Kisah Lucu Tentang Intel Yang Menyamar Sebagai Penjual Rokok, Bertemu Jenderal Refleks Beri Hormat

Jakarta - Saat bertugas aparat intelijen sering menyamar menjadi penjual bakso hingga rokok. Sambil pura-pura berjualan, mereka mengawasi targetnya.

Ada kisah menarik yang dialami Jenderal Hoegeng saat memergoki intel yang sedang bertugas. Kisah ini terjadi setelah sang polisi jujur ini pensiun sebagai Kapolri.

Dalam buku Hoegeng Polisi dan Menteri Teladan yang ditulis Suhartono dan diterbitkan Penerbit Buku Kompas, diceritakan Hoegeng mendapat ancaman pembunuhan.

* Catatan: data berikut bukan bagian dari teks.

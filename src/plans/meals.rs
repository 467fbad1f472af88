//! Meal Plan Generation
//!
//! Fixed meal catalogs keyed by diet preference. One option per meal
//! category is chosen uniformly at random. The generator takes the RNG
//! as a parameter so tests can seed it.

use rand::seq::IndexedRandom;
use rand::Rng;
use serde::{Deserialize, Serialize};

/// One selected meal per category
#[derive(Debug, Clone, Serialize, Deserialize)]
pub struct DailyPlan {
    pub breakfast: String,
    pub lunch: String,
    pub dinner: String,
    pub snacks: String,
}

/// Meal options for a single diet preference
pub struct MealCatalog {
    pub breakfast: &'static [&'static str],
    pub lunch: &'static [&'static str],
    pub dinner: &'static [&'static str],
    pub snacks: &'static [&'static str],
}

pub static VEGETARIAN: MealCatalog = MealCatalog {
    breakfast: &[
        "Oatmeal with berries and nuts",
        "Greek yogurt with granola and honey",
        "Avocado toast with eggs",
    ],
    lunch: &[
        "Quinoa salad with mixed vegetables",
        "Vegetable stir-fry with tofu",
        "Lentil soup with whole grain bread",
    ],
    dinner: &[
        "Grilled vegetable pasta",
        "Chickpea curry with brown rice",
        "Stuffed bell peppers with quinoa",
    ],
    snacks: &[
        "Mixed nuts and dried fruits",
        "Hummus with vegetable sticks",
        "Fruit smoothie with protein powder",
    ],
};

pub static NON_VEGETARIAN: MealCatalog = MealCatalog {
    breakfast: &[
        "Scrambled eggs with whole grain toast",
        "Chicken and vegetable omelette",
        "Protein smoothie with banana and peanut butter",
    ],
    lunch: &[
        "Grilled chicken salad",
        "Salmon with quinoa and vegetables",
        "Turkey wrap with whole grain tortilla",
    ],
    dinner: &[
        "Grilled fish with sweet potato and greens",
        "Lean beef stir-fry with brown rice",
        "Baked chicken with roasted vegetables",
    ],
    snacks: &[
        "Greek yogurt with berries",
        "Hard-boiled eggs",
        "Protein bar",
    ],
};

pub static VEGAN: MealCatalog = MealCatalog {
    breakfast: &[
        "Smoothie bowl with plant-based protein",
        "Tofu scramble with vegetables",
        "Chia pudding with almond milk",
    ],
    lunch: &[
        "Vegan Buddha bowl",
        "Lentil and vegetable curry",
        "Vegan wrap with hummus",
    ],
    dinner: &[
        "Vegan chili with brown rice",
        "Stuffed portobello mushrooms",
        "Vegan stir-fry with tofu",
    ],
    snacks: &[
        "Roasted chickpeas",
        "Vegan protein shake",
        "Fruit and nut mix",
    ],
};

/// Look up the catalog for a diet preference
///
/// Matching is case-insensitive; unknown preferences get the
/// non-vegetarian catalog.
pub fn catalog_for(diet_preference: &str) -> &'static MealCatalog {
    match diet_preference.to_lowercase().as_str() {
        "vegetarian" => &VEGETARIAN,
        "vegan" => &VEGAN,
        _ => &NON_VEGETARIAN,
    }
}

/// Select one random meal per category for the given diet preference
pub fn generate_daily_plan(diet_preference: &str, rng: &mut impl Rng) -> DailyPlan {
    let catalog = catalog_for(diet_preference);

    DailyPlan {
        breakfast: pick(catalog.breakfast, rng),
        lunch: pick(catalog.lunch, rng),
        dinner: pick(catalog.dinner, rng),
        snacks: pick(catalog.snacks, rng),
    }
}

fn pick(options: &[&str], rng: &mut impl Rng) -> String {
    options.choose(rng).copied().unwrap_or_default().to_string()
}

#[cfg(test)]
mod tests {
    use super::*;
    use rand::rngs::StdRng;
    use rand::SeedableRng;

    #[test]
    fn test_catalog_lookup() {
        assert!(std::ptr::eq(catalog_for("vegetarian"), &VEGETARIAN));
        assert!(std::ptr::eq(catalog_for("Vegan"), &VEGAN));
        assert!(std::ptr::eq(catalog_for("non-vegetarian"), &NON_VEGETARIAN));
        assert!(std::ptr::eq(catalog_for("pescatarian"), &NON_VEGETARIAN));
        assert!(std::ptr::eq(catalog_for(""), &NON_VEGETARIAN));
    }

    #[test]
    fn test_plan_draws_from_matching_catalog() {
        let mut rng = StdRng::seed_from_u64(7);

        for _ in 0..20 {
            let plan = generate_daily_plan("vegan", &mut rng);
            assert!(VEGAN.breakfast.contains(&plan.breakfast.as_str()));
            assert!(VEGAN.lunch.contains(&plan.lunch.as_str()));
            assert!(VEGAN.dinner.contains(&plan.dinner.as_str()));
            assert!(VEGAN.snacks.contains(&plan.snacks.as_str()));
        }
    }

    #[test]
    fn test_unknown_preference_uses_non_vegetarian() {
        let mut rng = StdRng::seed_from_u64(7);
        let plan = generate_daily_plan("carnivore", &mut rng);
        assert!(NON_VEGETARIAN.breakfast.contains(&plan.breakfast.as_str()));
    }

    #[test]
    fn test_seeded_generation_is_deterministic() {
        let plan_a = generate_daily_plan("vegetarian", &mut StdRng::seed_from_u64(42));
        let plan_b = generate_daily_plan("vegetarian", &mut StdRng::seed_from_u64(42));
        assert_eq!(plan_a.breakfast, plan_b.breakfast);
        assert_eq!(plan_a.lunch, plan_b.lunch);
        assert_eq!(plan_a.dinner, plan_b.dinner);
        assert_eq!(plan_a.snacks, plan_b.snacks);
    }

    #[test]
    fn test_selection_covers_all_options() {
        let mut rng = StdRng::seed_from_u64(1);
        let mut seen = std::collections::HashSet::new();

        for _ in 0..100 {
            seen.insert(generate_daily_plan("vegetarian", &mut rng).breakfast);
        }

        assert_eq!(seen.len(), VEGETARIAN.breakfast.len());
    }
}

Jenderal Anton Soedjarwo yang saat itu menjabat Kapolri, berinisiatif mengirim personel polisi untuk mengawal Hoegeng. Awalnya Hoegeng menolak, namun Polri tetap memaksa karena khawatir jika ancaman tersebut nyata.

Hoegeng pun luluh. Namun dia menetapkan sejumlah syarat. "Pengawalan tidak boleh mencolok dan jangan membatasi aktivitas dengan keluarga,"kata Putra kedua Hoegeng, Aditya Soetanto Hoegeng.

Tak lama setelah itu, di depan rumah Hoegeng di Jalan Madura, Jakarta Pusat, tiba-tiba berdiri sebuah warung rokok. Hoegeng pun mengeceknya.

Saat Hoegeng mendekat, penjaga warung dan beberapa orang di sana malah langsung refleks memberi hormat. Ternyata mereka adalah intel-intel Polri yang ditugaskan untuk mengawal Hoegeng.

Para 'penjual rokok' itu tidak lama berada di sana. Hoegeng merasa keberatan dan meminta mereka untuk pergi.

Selama bertugas, Jenderal Hoegeng beberapa kali menjadi target pembunuhan. Saat dinas di Medan memerangi para penyelundup dan bandar judi, Hoegeng dikabarkan pernah menjadi target penembak jitu. Namun Hoegeng berhasil lolos.

Walau menghadapi banyak ancaman, Hoegeng selalu menolak dikawal. Dia juga tak mau ada pos jaga yang sering disebut 'gardu monyet' di depan rumahnya.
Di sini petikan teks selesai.